Tesla now offers insurance in 11 US states that make heavy use of data generated from driving its electric cars: A safety score, initially introduced to qualify for the FSD beta test, aims to calculate individual risk of each insured client based on various factors they record and therefore determine the amount of the premium. There have been minor changes to the calculation before, but now Tesla has posted a 1.2 safety score, in which it’s no longer just individual driving style that plays a role.
Tesla insurance more expensive at night
Among other things, version 1.2 should be more transparent to the controller. Until now, you could see how your own safety score had changed after a ride, but not the reasons for it, unless you activated a forward collision warning or the autopilot disengaged due to inattention, which is always displayed on the screen. With the update, you can now use the Tesla app to see how you last performed at each point.
In addition to the number of collision warnings and forced autopilot shutdowns, the safety score also includes how often a customer aggressively brakes or turns and drives close to the car in front of them. If any of this happens while the autopilot system is engaged, it will not count towards the score. Previously there was a three second grace period for this, which has now been extended to five seconds.
More transparency and more time after the acquisition of the Autopilot system should be welcomed by Tesla customers. However, there were objections to another safety score innovation, namely the introduction of an additional factor: According to Tesla, 1.2 also measures the proportion of an insured electric car that is driven between 10 p.m. and 4 a.m. The company It doesn’t explain why this is so, but you can imagine: the number of accidents is generally much higher at night than during the day.

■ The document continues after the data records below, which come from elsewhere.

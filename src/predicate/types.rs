//! Graph nouns referenced by relation records
//!
//! Packages, sources, artifacts, licenses, vulnerabilities and builders.
//! Each noun exposes a canonical `key()` used by sinks to deduplicate
//! entities across records and flushes.

use serde::{Deserialize, Serialize};
use std::fmt;

/// A single `key=value` package-URL qualifier.
#[derive(Debug, Clone, PartialEq, Eq, Hash, Serialize, Deserialize)]
pub struct PackageQualifier {
    pub key: String,
    pub value: String,
}

/// A package identity, as parsed from a package URL.
#[derive(Debug, Clone, PartialEq, Eq, Hash, Serialize, Deserialize)]
pub struct PkgInputSpec {
    pub pkg_type: String,
    pub namespace: Option<String>,
    pub name: String,
    pub version: Option<String>,
    /// Sorted by key.
    pub qualifiers: Vec<PackageQualifier>,
    pub subpath: Option<String>,
}

impl PkgInputSpec {
    pub fn new(pkg_type: impl Into<String>, name: impl Into<String>) -> Self {
        Self {
            pkg_type: pkg_type.into(),
            namespace: None,
            name: name.into(),
            version: None,
            qualifiers: Vec::new(),
            subpath: None,
        }
    }

    pub fn with_namespace(mut self, namespace: impl Into<String>) -> Self {
        self.namespace = Some(namespace.into());
        self
    }

    pub fn with_version(mut self, version: impl Into<String>) -> Self {
        self.version = Some(version.into());
        self
    }

    /// Canonical package-URL rendering.
    pub fn key(&self) -> String {
        let mut out = format!("pkg:{}/", self.pkg_type);
        if let Some(ns) = &self.namespace {
            out.push_str(ns);
            out.push('/');
        }
        out.push_str(&self.name);
        if let Some(version) = &self.version {
            out.push('@');
            out.push_str(version);
        }
        if !self.qualifiers.is_empty() {
            let pairs: Vec<String> = self
                .qualifiers
                .iter()
                .map(|q| format!("{}={}", q.key, q.value))
                .collect();
            out.push('?');
            out.push_str(&pairs.join("&"));
        }
        if let Some(subpath) = &self.subpath {
            out.push('#');
            out.push_str(subpath);
        }
        out
    }
}

impl fmt::Display for PkgInputSpec {
    fn fmt(&self, f: &mut fmt::Formatter<'_>) -> fmt::Result {
        write!(f, "{}", self.key())
    }
}

/// A source repository identity.
#[derive(Debug, Clone, PartialEq, Eq, Hash, Serialize, Deserialize)]
pub struct SourceInputSpec {
    /// Repository kind, e.g. "git"
    pub src_type: String,
    /// Host plus owning path, e.g. "github.com/guacsec"
    pub namespace: String,
    pub name: String,
    pub tag: Option<String>,
    pub commit: Option<String>,
}

impl SourceInputSpec {
    /// Build a source from already-split location parts.
    ///
    /// A revision that looks like a full commit hash is stored as the commit;
    /// anything else non-empty is stored as a tag.
    pub fn from_location(
        src_type: impl Into<String>,
        namespace: impl Into<String>,
        name: impl Into<String>,
        revision: Option<&str>,
    ) -> Self {
        let mut spec = Self {
            src_type: src_type.into(),
            namespace: namespace.into(),
            name: name.into(),
            tag: None,
            commit: None,
        };
        match revision {
            Some(rev) if is_commit_hash(rev) => spec.commit = Some(rev.to_lowercase()),
            Some(rev) if !rev.is_empty() => spec.tag = Some(rev.to_string()),
            _ => {}
        }
        spec
    }

    /// Canonical locator rendering: `type+namespace/name[@rev]`.
    pub fn key(&self) -> String {
        let mut out = format!("{}+{}/{}", self.src_type, self.namespace, self.name);
        if let Some(rev) = self.commit.as_ref().or(self.tag.as_ref()) {
            out.push('@');
            out.push_str(rev);
        }
        out
    }
}

impl fmt::Display for SourceInputSpec {
    fn fmt(&self, f: &mut fmt::Formatter<'_>) -> fmt::Result {
        write!(f, "{}", self.key())
    }
}

fn is_commit_hash(rev: &str) -> bool {
    matches!(rev.len(), 40 | 64) && rev.chars().all(|c| c.is_ascii_hexdigit())
}

/// A content-addressed artifact.
#[derive(Debug, Clone, PartialEq, Eq, Hash, Serialize, Deserialize)]
pub struct ArtifactInputSpec {
    pub algorithm: String,
    pub digest: String,
}

impl ArtifactInputSpec {
    pub fn new(algorithm: impl Into<String>, digest: impl Into<String>) -> Self {
        Self {
            algorithm: algorithm.into().to_lowercase(),
            digest: digest.into().to_lowercase(),
        }
    }

    pub fn key(&self) -> String {
        format!("{}:{}", self.algorithm, self.digest)
    }
}

/// A license identifier, optionally carrying inline text for custom refs.
#[derive(Debug, Clone, PartialEq, Eq, Hash, Serialize, Deserialize)]
pub struct LicenseInputSpec {
    pub name: String,
    pub inline: Option<String>,
    pub list_version: Option<String>,
}

impl LicenseInputSpec {
    pub fn new(name: impl Into<String>) -> Self {
        Self {
            name: name.into(),
            inline: None,
            list_version: None,
        }
    }

    pub fn key(&self) -> String {
        match &self.list_version {
            Some(v) => format!("{}:{}", self.name, v),
            None => self.name.clone(),
        }
    }
}

#[derive(Debug, Clone, PartialEq, Eq, Hash, Serialize, Deserialize)]
pub struct VulnerabilityInputSpec {
    /// e.g. "cve", "ghsa", "osv", or "novuln"
    pub vuln_type: String,
    pub vulnerability_id: String,
}

impl VulnerabilityInputSpec {
    pub fn new(vuln_type: impl Into<String>, vulnerability_id: impl Into<String>) -> Self {
        Self {
            vuln_type: vuln_type.into().to_lowercase(),
            vulnerability_id: vulnerability_id.into().to_lowercase(),
        }
    }

    pub fn key(&self) -> String {
        format!("{}/{}", self.vuln_type, self.vulnerability_id)
    }
}

#[derive(Debug, Clone, PartialEq, Eq, Hash, Serialize, Deserialize)]
pub struct BuilderInputSpec {
    pub uri: String,
}

/// How broadly a package reference should match existing graph nodes.
#[derive(Debug, Clone, Copy, PartialEq, Eq, Hash, Default, Serialize, Deserialize)]
#[serde(rename_all = "snake_case")]
pub enum PkgMatchType {
    #[default]
    SpecificVersion,
    AllVersions,
}

/// Exactly one of a package or a source.
#[derive(Debug, Clone, PartialEq, Eq, Serialize, Deserialize)]
#[serde(rename_all = "snake_case")]
pub enum PackageOrSource {
    Package(PkgInputSpec),
    Source(SourceInputSpec),
}

impl PackageOrSource {
    pub fn pkg(&self) -> Option<&PkgInputSpec> {
        match self {
            Self::Package(p) => Some(p),
            Self::Source(_) => None,
        }
    }

    pub fn src(&self) -> Option<&SourceInputSpec> {
        match self {
            Self::Source(s) => Some(s),
            Self::Package(_) => None,
        }
    }
}

/// Exactly one of a package or an artifact.
#[derive(Debug, Clone, PartialEq, Eq, Serialize, Deserialize)]
#[serde(rename_all = "snake_case")]
pub enum PackageOrArtifact {
    Package(PkgInputSpec),
    Artifact(ArtifactInputSpec),
}

/// Exactly one of a package, a source, or an artifact.
#[derive(Debug, Clone, PartialEq, Eq, Serialize, Deserialize)]
#[serde(rename_all = "snake_case")]
pub enum PackageSourceOrArtifact {
    Package(PkgInputSpec),
    Source(SourceInputSpec),
    Artifact(ArtifactInputSpec),
}

impl From<PackageOrSource> for PackageSourceOrArtifact {
    fn from(subject: PackageOrSource) -> Self {
        match subject {
            PackageOrSource::Package(p) => Self::Package(p),
            PackageOrSource::Source(s) => Self::Source(s),
        }
    }
}
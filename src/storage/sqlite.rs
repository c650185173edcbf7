//! SQLite-backed bulk assembler
//!
//! Nouns (packages, sources, artifacts, licenses, vulnerabilities) are
//! stored once per canonical key; relation records are stored as JSON
//! bodies tagged with their relation kind. Each flush is one transaction.

use crate::ingest::{IngestedIds, PredicateSink, SinkError};
use crate::predicate::{
    ArtifactInputSpec, IngestPredicates, LicenseInputSpec, PackageOrArtifact, PackageOrSource,
    PackageSourceOrArtifact, PkgInputSpec, RelationKind, SourceInputSpec, VulnerabilityInputSpec,
};
use async_trait::async_trait;
use rusqlite::{params, Connection, Transaction};
use serde::Serialize;
use std::collections::HashSet;
use std::path::Path;
use std::sync::{Mutex, MutexGuard};

#[derive(Debug, Clone, Copy, PartialEq, Eq, Hash)]
pub enum NounKind {
    Package,
    Source,
    Artifact,
    License,
    Vulnerability,
}

impl NounKind {
    pub fn as_str(&self) -> &'static str {
        match self {
            Self::Package => "package",
            Self::Source => "source",
            Self::Artifact => "artifact",
            Self::License => "license",
            Self::Vulnerability => "vulnerability",
        }
    }
}

impl From<rusqlite::Error> for SinkError {
    fn from(e: rusqlite::Error) -> Self {
        SinkError::Storage(e.to_string())
    }
}

/// Nouns referenced by a bundle, in first-seen order, without repeats.
#[derive(Default)]
struct NounSet {
    seen: HashSet<(NounKind, String)>,
    nouns: Vec<(NounKind, String, serde_json::Value)>,
}

impl NounSet {
    fn add<T: Serialize>(&mut self, kind: NounKind, key: String, body: &T) -> Result<(), SinkError> {
        if self.seen.insert((kind, key.clone())) {
            self.nouns.push((kind, key, serde_json::to_value(body)?));
        }
        Ok(())
    }

    fn pkg(&mut self, pkg: &PkgInputSpec) -> Result<(), SinkError> {
        self.add(NounKind::Package, pkg.key(), pkg)
    }

    fn src(&mut self, src: &SourceInputSpec) -> Result<(), SinkError> {
        self.add(NounKind::Source, src.key(), src)
    }

    fn artifact(&mut self, artifact: &ArtifactInputSpec) -> Result<(), SinkError> {
        self.add(NounKind::Artifact, artifact.key(), artifact)
    }

    fn license(&mut self, license: &LicenseInputSpec) -> Result<(), SinkError> {
        self.add(NounKind::License, license.key(), license)
    }

    fn vuln(&mut self, vuln: &VulnerabilityInputSpec) -> Result<(), SinkError> {
        self.add(NounKind::Vulnerability, vuln.key(), vuln)
    }

    fn pkg_or_src(&mut self, subject: &PackageOrSource) -> Result<(), SinkError> {
        match subject {
            PackageOrSource::Package(p) => self.pkg(p),
            PackageOrSource::Source(s) => self.src(s),
        }
    }

    fn pkg_or_artifact(&mut self, subject: &PackageOrArtifact) -> Result<(), SinkError> {
        match subject {
            PackageOrArtifact::Package(p) => self.pkg(p),
            PackageOrArtifact::Artifact(a) => self.artifact(a),
        }
    }

    fn any_subject(&mut self, subject: &PackageSourceOrArtifact) -> Result<(), SinkError> {
        match subject {
            PackageSourceOrArtifact::Package(p) => self.pkg(p),
            PackageSourceOrArtifact::Source(s) => self.src(s),
            PackageSourceOrArtifact::Artifact(a) => self.artifact(a),
        }
    }

    fn collect(p: &IngestPredicates) -> Result<Self, SinkError> {
        let mut set = Self::default();
        for r in &p.certify_scorecard {
            set.src(&r.source)?;
        }
        for r in &p.is_dependency {
            set.pkg(&r.pkg)?;
            set.pkg(&r.dep_pkg)?;
        }
        for r in &p.is_occurrence {
            set.pkg_or_src(&r.subject)?;
            set.artifact(&r.artifact)?;
        }
        for r in &p.has_slsa {
            set.artifact(&r.artifact)?;
            for m in &r.materials {
                set.artifact(m)?;
            }
        }
        for r in &p.certify_vuln {
            set.pkg(&r.pkg)?;
            set.vuln(&r.vulnerability)?;
        }
        for r in &p.vuln_equal {
            set.vuln(&r.vulnerability)?;
            set.vuln(&r.equal_vulnerability)?;
        }
        for r in &p.has_source_at {
            set.pkg(&r.pkg)?;
            set.src(&r.src)?;
        }
        for r in &p.certify_bad {
            set.any_subject(&r.subject)?;
        }
        for r in &p.certify_good {
            set.any_subject(&r.subject)?;
        }
        for r in &p.has_sbom {
            set.pkg_or_artifact(&r.subject)?;
        }
        for r in &p.hash_equal {
            set.artifact(&r.artifact)?;
            set.artifact(&r.equal_artifact)?;
        }
        for r in &p.pkg_equal {
            set.pkg(&r.pkg)?;
            set.pkg(&r.equal_pkg)?;
        }
        for r in &p.vex {
            set.pkg_or_artifact(&r.subject)?;
            set.vuln(&r.vulnerability)?;
        }
        for r in &p.point_of_contact {
            set.any_subject(&r.subject)?;
        }
        for r in &p.vuln_metadata {
            set.vuln(&r.vulnerability)?;
        }
        for r in &p.has_metadata {
            set.any_subject(&r.subject)?;
        }
        for r in &p.certify_legal {
            set.pkg_or_src(&r.subject)?;
            for l in r.declared.iter().chain(&r.discovered) {
                set.license(l)?;
            }
        }
        Ok(set)
    }
}

/// SQLite-backed predicate sink
///
/// Thread-safe via an internal mutex on the connection, so one sink can be
/// shared across concurrent ingest calls.
pub struct SqliteSink {
    conn: Mutex<Connection>,
}

impl SqliteSink {
    fn init_schema(conn: &Connection) -> Result<(), SinkError> {
        conn.execute_batch(
            r#"
            CREATE TABLE IF NOT EXISTS nouns (
                id INTEGER PRIMARY KEY,
                kind TEXT NOT NULL,
                key TEXT NOT NULL,
                body_json TEXT NOT NULL,
                UNIQUE (kind, key)
            );

            CREATE TABLE IF NOT EXISTS predicates (
                id INTEGER PRIMARY KEY,
                kind TEXT NOT NULL,
                body_json TEXT NOT NULL,
                ingested_at TEXT NOT NULL
            );

            CREATE INDEX IF NOT EXISTS idx_predicates_kind ON predicates(kind);

            -- Readers are not blocked by a flush in progress
            PRAGMA journal_mode = WAL;
            "#,
        )?;
        Ok(())
    }

    /// Open or create a sink at the given path
    pub fn open(path: impl AsRef<Path>) -> Result<Self, SinkError> {
        if let Some(parent) = path.as_ref().parent() {
            std::fs::create_dir_all(parent).map_err(|e| SinkError::Storage(e.to_string()))?;
        }

        let conn = Connection::open(path)?;
        Self::init_schema(&conn)?;
        Ok(Self {
            conn: Mutex::new(conn),
        })
    }

    pub fn open_in_memory() -> Result<Self, SinkError> {
        let conn = Connection::open_in_memory()?;
        Self::init_schema(&conn)?;
        Ok(Self {
            conn: Mutex::new(conn),
        })
    }

    fn lock(&self) -> Result<MutexGuard<'_, Connection>, SinkError> {
        self.conn
            .lock()
            .map_err(|_| SinkError::Storage("connection mutex poisoned".into()))
    }

    /// Stored records of one relation kind
    pub fn relation_count(&self, kind: RelationKind) -> Result<usize, SinkError> {
        let conn = self.lock()?;
        let count: i64 = conn.query_row(
            "SELECT COUNT(*) FROM predicates WHERE kind = ?1",
            params![kind.as_str()],
            |row| row.get(0),
        )?;
        Ok(count as usize)
    }

    /// Distinct stored nouns of one kind
    pub fn noun_count(&self, kind: NounKind) -> Result<usize, SinkError> {
        let conn = self.lock()?;
        let count: i64 = conn.query_row(
            "SELECT COUNT(*) FROM nouns WHERE kind = ?1",
            params![kind.as_str()],
            |row| row.get(0),
        )?;
        Ok(count as usize)
    }

    fn write_bundle(&self, predicates: &IngestPredicates) -> Result<IngestedIds, SinkError> {
        let nouns = NounSet::collect(predicates)?;
        let records = serde_json::to_value(predicates)?;
        let ingested_at = chrono::Utc::now().to_rfc3339();

        let mut conn = self.lock()?;
        let tx = conn.transaction()?;
        let mut ids = IngestedIds::new();

        for (kind, key, body) in &nouns.nouns {
            let id = upsert_noun(&tx, *kind, key, body)?;
            let list = match kind {
                NounKind::Package => &mut ids.packages,
                NounKind::Source => &mut ids.sources,
                NounKind::Artifact => &mut ids.artifacts,
                NounKind::License => &mut ids.licenses,
                NounKind::Vulnerability => &mut ids.vulnerabilities,
            };
            list.push(format!("{}:{}", kind.as_str(), id));
        }

        for kind in RelationKind::ALL {
            let Some(list) = records.get(kind.as_str()).and_then(|v| v.as_array()) else {
                continue;
            };
            for record in list {
                tx.execute(
                    "INSERT INTO predicates (kind, body_json, ingested_at) VALUES (?1, ?2, ?3)",
                    params![kind.as_str(), record.to_string(), ingested_at],
                )?;
                ids.relations
                    .entry(kind)
                    .or_default()
                    .push(format!("{}:{}", kind.as_str(), tx.last_insert_rowid()));
            }
        }

        tx.commit()?;
        Ok(ids)
    }
}

fn upsert_noun(
    tx: &Transaction<'_>,
    kind: NounKind,
    key: &str,
    body: &serde_json::Value,
) -> Result<i64, SinkError> {
    tx.execute(
        "INSERT INTO nouns (kind, key, body_json) VALUES (?1, ?2, ?3) ON CONFLICT(kind, key) DO NOTHING",
        params![kind.as_str(), key, body.to_string()],
    )?;
    let id = tx.query_row(
        "SELECT id FROM nouns WHERE kind = ?1 AND key = ?2",
        params![kind.as_str(), key],
        |row| row.get(0),
    )?;
    Ok(id)
}

#[async_trait]
impl PredicateSink for SqliteSink {
    async fn assemble(&self, predicates: &IngestPredicates) -> Result<IngestedIds, SinkError> {
        self.write_bundle(predicates)
    }
}
//! Document parsing: the parser contract, the registry of available
//! parsers, and the dispatcher that runs them over a document tree.

mod clearlydefined;
mod dispatch;
mod registry;
mod traits;

pub use clearlydefined::ClearlyDefinedParser;
pub use dispatch::{parse_document_tree, DispatchError, ParsedTree};
pub use registry::{ParserFactory, ParserRegistry};
pub use traits::{DocumentParser, IdentifierStrings, ParseError, TrustInformation};
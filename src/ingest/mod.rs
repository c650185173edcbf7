//! Ingestion: batching parsed predicates into the sink
//!
//! An [`Ingestor`] drives documents through tree building and parser
//! dispatch, merges the resulting bundles in an [`Accumulator`], and flushes
//! them to a [`PredicateSink`]. Discovered identifiers go to an
//! [`IdentifierEmitter`] on a best-effort basis.

mod accumulator;
mod config;
mod context;
mod emitter;
mod error;
mod pipeline;
mod sink;

#[cfg(test)]
mod integration_tests;

pub use accumulator::Accumulator;
pub use config::{ConfigError, IngestConfig, DEFAULT_FLUSH_THRESHOLD};
pub use context::{CancellationToken, IngestContext};
pub use emitter::{
    collect_entries, CollectDataType, CollectEntry, CollectRegistrar, CollectSubEmitter,
    EmitterError, IdentifierEmitter, NoopEmitter,
};
pub use error::IngestError;
pub use pipeline::{BatchReport, Ingestor};
pub use sink::{IngestedIds, PredicateSink, SinkError};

Complicated cost calculation
Tesla’s cost-conscious insurance customers would now have to decide whether they would like to use the supercharger’s lower rates at night or save on insurance — the calculation could be as complicated as the safety score itself. . Because it does not have this factor, it only measures individual risk based on driving data, but a more statistical one, as in classic insurance. However, there is still a difference: other providers usually cannot know what proportion of their customers are driving at night.